* **Assignment**
Write out the stretch of lines below that begins at the line with "(Some(_), Some(_)) =>" and ends at the line with "if self.filename.is_empty() =>", including both, exactly as given and nothing more.

* **Entries provided**
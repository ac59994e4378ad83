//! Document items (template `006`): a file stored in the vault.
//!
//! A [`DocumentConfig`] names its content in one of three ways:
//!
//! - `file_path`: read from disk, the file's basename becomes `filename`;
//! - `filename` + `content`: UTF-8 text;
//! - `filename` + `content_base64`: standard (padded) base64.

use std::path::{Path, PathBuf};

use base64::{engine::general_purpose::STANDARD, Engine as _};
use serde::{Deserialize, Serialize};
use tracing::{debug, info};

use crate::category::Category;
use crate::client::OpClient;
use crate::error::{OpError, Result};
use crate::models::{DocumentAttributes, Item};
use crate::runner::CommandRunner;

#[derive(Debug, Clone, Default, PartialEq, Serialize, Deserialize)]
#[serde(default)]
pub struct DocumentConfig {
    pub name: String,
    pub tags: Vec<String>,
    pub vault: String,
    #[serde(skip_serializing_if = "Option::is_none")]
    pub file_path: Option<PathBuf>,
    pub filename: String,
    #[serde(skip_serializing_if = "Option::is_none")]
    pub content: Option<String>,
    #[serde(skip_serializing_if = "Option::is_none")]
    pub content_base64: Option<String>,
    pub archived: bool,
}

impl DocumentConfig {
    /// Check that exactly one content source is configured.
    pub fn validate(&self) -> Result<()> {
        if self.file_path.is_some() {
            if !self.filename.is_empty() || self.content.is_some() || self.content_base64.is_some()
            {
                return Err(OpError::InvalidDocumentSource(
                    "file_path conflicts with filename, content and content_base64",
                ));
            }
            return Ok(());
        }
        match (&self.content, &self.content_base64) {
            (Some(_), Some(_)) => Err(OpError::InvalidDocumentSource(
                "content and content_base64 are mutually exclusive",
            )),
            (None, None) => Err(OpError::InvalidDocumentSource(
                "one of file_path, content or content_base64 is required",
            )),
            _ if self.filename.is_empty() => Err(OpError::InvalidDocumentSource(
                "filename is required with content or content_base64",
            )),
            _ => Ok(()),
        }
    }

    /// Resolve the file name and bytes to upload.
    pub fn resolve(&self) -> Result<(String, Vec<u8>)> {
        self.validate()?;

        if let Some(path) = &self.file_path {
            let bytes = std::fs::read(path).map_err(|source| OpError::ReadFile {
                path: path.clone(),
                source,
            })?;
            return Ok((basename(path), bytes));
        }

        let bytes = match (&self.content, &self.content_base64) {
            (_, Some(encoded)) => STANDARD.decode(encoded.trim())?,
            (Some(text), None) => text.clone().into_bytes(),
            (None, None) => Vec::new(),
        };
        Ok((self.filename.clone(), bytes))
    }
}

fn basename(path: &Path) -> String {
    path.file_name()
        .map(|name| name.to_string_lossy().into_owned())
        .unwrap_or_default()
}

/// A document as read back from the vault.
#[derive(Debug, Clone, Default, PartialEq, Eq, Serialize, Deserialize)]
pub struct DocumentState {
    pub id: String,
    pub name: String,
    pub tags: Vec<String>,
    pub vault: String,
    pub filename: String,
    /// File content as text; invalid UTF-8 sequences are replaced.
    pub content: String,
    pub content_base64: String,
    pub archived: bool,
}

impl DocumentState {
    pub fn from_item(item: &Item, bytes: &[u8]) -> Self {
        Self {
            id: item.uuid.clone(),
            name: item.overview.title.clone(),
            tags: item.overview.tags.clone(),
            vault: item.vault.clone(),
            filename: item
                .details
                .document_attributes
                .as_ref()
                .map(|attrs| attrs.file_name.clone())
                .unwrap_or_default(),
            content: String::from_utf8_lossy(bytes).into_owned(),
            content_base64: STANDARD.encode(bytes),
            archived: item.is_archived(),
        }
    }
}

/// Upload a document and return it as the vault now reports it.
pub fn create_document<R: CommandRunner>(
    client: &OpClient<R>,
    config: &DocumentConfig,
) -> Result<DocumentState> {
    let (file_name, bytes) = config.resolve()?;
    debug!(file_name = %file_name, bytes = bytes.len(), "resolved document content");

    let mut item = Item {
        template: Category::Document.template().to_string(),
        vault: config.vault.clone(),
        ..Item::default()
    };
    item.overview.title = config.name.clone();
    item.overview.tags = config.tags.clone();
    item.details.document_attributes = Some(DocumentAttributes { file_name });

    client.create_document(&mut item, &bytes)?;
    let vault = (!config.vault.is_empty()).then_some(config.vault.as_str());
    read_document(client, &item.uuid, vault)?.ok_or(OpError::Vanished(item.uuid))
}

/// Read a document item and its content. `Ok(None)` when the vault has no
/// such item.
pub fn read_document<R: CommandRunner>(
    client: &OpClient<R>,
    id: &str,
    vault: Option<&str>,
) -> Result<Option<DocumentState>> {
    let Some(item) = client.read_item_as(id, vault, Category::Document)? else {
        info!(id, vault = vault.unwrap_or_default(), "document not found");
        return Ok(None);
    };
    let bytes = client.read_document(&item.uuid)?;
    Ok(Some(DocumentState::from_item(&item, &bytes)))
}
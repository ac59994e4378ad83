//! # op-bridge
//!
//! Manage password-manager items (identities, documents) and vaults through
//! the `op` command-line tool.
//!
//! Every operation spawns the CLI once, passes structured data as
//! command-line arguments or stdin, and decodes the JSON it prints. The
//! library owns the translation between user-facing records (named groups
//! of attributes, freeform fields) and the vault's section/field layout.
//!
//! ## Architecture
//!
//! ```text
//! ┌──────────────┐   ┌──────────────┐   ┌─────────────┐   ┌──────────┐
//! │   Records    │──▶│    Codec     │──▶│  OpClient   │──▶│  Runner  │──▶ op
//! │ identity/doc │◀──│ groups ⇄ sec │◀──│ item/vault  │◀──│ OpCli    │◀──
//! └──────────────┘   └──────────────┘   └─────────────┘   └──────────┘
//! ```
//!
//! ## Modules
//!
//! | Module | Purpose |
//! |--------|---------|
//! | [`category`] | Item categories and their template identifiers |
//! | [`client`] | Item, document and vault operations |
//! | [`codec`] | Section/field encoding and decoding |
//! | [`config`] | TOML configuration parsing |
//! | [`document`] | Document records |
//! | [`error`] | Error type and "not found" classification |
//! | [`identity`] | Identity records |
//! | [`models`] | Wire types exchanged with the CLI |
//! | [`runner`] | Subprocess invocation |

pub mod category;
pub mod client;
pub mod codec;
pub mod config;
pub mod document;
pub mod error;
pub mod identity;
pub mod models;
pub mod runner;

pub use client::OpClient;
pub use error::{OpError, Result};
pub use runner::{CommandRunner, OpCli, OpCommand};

--

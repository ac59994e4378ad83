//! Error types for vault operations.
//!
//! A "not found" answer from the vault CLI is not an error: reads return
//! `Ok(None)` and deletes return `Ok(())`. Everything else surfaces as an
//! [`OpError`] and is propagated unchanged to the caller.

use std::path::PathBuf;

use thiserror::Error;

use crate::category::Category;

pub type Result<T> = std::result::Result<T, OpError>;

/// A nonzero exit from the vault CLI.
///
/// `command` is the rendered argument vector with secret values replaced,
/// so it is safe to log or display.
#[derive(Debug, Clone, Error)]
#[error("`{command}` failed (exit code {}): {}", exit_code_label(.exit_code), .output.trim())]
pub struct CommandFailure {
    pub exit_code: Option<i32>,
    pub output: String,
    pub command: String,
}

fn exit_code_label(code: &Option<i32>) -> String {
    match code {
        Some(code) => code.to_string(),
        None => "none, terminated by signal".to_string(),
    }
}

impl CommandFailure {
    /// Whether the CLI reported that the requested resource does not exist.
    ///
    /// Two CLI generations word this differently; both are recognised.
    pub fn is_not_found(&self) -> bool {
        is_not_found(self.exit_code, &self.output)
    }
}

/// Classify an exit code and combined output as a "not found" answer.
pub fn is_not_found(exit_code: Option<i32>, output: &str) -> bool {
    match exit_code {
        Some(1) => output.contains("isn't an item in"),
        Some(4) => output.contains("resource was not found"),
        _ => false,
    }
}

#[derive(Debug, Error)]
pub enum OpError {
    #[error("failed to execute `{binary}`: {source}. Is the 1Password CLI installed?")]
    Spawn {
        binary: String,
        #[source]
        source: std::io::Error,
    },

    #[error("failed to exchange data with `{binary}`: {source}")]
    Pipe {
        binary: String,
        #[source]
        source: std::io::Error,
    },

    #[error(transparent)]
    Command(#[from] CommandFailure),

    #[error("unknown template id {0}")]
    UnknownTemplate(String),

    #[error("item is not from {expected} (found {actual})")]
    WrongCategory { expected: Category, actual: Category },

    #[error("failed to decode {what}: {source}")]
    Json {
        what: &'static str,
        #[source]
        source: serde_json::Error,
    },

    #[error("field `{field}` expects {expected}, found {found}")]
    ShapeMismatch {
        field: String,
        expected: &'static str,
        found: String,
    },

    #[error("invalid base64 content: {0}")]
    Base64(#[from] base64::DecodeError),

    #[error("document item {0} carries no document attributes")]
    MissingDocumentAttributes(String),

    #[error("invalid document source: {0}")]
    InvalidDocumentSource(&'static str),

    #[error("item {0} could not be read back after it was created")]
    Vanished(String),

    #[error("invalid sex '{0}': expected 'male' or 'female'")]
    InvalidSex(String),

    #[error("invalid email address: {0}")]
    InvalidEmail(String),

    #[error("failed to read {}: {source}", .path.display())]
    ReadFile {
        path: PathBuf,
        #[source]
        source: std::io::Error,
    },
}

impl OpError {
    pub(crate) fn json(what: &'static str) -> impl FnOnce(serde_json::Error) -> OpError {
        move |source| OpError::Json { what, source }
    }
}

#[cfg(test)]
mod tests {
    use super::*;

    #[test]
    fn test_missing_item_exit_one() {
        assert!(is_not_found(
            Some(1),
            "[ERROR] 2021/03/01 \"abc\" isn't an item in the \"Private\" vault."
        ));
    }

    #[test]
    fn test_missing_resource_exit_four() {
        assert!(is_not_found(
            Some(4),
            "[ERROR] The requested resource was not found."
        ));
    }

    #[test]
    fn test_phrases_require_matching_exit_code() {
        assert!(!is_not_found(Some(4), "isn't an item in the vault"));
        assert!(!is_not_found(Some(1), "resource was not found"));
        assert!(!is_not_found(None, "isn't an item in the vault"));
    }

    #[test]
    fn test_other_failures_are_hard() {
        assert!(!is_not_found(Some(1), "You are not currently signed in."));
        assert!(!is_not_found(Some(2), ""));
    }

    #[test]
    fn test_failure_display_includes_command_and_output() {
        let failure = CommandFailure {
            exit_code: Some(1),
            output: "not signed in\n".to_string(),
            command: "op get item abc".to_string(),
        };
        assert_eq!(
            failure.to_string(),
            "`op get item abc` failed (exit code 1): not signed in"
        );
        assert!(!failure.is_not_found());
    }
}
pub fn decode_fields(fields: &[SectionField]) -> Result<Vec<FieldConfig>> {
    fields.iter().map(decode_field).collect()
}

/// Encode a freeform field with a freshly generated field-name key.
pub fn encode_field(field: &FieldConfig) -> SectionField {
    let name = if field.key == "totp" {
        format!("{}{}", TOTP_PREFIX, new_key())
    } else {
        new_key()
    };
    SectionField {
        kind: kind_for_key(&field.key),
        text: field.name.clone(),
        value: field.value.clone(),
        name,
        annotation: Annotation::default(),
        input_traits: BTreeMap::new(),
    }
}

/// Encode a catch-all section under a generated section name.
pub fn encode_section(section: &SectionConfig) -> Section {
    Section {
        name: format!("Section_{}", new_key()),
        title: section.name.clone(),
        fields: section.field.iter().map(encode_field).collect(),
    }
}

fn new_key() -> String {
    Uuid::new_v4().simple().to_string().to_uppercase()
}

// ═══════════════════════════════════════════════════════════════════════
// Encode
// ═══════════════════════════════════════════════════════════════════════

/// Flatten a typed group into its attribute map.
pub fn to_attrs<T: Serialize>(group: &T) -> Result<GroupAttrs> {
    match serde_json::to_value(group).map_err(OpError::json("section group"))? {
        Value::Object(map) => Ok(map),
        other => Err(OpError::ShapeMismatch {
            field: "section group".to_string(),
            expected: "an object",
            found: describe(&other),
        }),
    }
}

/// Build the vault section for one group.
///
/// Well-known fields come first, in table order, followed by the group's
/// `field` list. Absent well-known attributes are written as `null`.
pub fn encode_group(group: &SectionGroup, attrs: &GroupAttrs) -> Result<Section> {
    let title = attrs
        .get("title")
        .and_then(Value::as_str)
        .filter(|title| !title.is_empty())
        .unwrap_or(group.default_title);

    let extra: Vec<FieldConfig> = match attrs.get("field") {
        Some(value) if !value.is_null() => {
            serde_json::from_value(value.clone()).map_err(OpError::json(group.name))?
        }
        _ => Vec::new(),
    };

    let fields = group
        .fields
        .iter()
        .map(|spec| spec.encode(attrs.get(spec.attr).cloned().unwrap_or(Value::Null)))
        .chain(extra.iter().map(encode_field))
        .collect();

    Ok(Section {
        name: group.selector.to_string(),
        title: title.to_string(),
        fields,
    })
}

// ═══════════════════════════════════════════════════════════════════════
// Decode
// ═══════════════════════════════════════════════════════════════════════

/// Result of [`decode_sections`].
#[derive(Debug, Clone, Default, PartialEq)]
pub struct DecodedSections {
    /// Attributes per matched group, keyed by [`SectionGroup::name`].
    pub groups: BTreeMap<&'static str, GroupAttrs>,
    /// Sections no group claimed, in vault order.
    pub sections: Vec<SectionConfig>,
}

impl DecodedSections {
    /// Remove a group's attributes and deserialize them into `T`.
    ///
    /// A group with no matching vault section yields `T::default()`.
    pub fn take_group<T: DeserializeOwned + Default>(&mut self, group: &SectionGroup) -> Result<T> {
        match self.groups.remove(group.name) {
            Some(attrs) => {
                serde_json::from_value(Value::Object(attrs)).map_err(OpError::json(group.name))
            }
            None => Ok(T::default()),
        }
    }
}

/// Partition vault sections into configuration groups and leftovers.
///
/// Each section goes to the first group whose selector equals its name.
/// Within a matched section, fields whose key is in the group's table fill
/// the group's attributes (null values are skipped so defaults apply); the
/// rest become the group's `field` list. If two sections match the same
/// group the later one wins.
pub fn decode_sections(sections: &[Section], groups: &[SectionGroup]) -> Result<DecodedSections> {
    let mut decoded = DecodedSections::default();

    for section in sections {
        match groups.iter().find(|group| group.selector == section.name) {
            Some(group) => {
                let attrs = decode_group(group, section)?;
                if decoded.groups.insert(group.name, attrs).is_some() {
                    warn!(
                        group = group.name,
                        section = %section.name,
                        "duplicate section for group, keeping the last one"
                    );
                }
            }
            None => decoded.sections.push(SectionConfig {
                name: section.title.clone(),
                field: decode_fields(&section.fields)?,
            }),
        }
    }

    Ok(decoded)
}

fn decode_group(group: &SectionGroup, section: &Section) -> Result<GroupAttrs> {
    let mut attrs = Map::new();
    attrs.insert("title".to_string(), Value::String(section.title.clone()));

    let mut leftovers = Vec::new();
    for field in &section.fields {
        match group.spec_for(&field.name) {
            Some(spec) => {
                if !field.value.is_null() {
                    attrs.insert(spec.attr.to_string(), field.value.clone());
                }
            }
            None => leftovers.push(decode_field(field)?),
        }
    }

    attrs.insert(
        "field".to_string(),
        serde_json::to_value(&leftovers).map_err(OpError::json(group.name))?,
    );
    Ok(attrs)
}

* **Answer to this exercise**
            (Some(_), Some(_)) => Err(OpError::InvalidDocumentSource(
                "content and content_base64 are mutually exclusive",
            )),
            (None, None) => Err(OpError::InvalidDocumentSource(
                "one of file_path, content or content_base64 is required",
            )),
            _ if self.filename.is_empty() => Err(OpError::InvalidDocumentSource(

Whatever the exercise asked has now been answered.